__Saved data entries__.

★ ★ ★

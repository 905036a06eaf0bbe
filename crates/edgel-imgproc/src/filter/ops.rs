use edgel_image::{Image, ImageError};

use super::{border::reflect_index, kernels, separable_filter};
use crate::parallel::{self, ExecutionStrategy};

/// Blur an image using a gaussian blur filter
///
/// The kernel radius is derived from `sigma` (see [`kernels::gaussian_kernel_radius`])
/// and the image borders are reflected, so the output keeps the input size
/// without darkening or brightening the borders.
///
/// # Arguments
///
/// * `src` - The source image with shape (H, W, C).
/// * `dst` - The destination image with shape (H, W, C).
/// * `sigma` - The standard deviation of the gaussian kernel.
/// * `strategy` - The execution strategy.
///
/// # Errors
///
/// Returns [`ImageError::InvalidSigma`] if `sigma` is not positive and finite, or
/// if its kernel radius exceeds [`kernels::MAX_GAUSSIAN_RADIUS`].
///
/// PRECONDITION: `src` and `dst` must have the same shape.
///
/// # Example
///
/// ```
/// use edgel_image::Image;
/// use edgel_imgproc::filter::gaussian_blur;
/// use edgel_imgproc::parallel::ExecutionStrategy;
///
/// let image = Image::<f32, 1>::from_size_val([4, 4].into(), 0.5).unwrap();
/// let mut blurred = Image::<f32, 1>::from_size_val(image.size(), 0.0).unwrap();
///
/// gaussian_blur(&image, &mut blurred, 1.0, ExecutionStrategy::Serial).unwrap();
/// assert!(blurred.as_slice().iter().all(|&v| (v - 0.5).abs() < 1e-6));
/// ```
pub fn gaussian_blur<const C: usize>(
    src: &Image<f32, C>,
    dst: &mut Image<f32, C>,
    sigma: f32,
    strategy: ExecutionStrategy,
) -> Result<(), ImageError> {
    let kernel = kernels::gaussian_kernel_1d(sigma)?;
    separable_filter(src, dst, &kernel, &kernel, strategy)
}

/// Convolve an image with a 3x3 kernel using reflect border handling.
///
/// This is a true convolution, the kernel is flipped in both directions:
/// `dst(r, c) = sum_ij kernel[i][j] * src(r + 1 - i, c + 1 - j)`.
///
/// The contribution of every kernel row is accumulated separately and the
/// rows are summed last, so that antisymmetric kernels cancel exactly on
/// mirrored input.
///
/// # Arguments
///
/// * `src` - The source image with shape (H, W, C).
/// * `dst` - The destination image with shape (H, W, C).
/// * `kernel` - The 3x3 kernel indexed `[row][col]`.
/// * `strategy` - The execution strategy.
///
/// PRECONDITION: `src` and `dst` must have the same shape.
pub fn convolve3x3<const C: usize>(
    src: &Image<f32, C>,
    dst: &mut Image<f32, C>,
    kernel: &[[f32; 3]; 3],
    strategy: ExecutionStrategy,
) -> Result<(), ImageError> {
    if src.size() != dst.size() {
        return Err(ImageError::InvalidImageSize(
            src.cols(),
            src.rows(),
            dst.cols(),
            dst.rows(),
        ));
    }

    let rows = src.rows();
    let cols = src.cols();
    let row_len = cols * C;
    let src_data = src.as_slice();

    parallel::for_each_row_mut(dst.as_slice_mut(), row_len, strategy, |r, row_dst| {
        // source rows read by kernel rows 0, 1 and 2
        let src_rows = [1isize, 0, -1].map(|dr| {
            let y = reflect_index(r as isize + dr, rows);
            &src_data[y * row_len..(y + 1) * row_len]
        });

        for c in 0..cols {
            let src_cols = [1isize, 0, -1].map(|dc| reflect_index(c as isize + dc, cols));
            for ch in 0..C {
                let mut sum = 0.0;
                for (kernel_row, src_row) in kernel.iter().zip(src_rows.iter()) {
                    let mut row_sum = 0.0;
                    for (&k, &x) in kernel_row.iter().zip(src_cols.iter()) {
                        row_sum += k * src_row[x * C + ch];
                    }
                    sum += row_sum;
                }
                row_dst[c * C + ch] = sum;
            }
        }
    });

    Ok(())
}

★ ★ ★

List every line above that contains the word "using".

/// Blur an image using a gaussian blur filter
/// Convolve an image with a 3x3 kernel using reflect border handling.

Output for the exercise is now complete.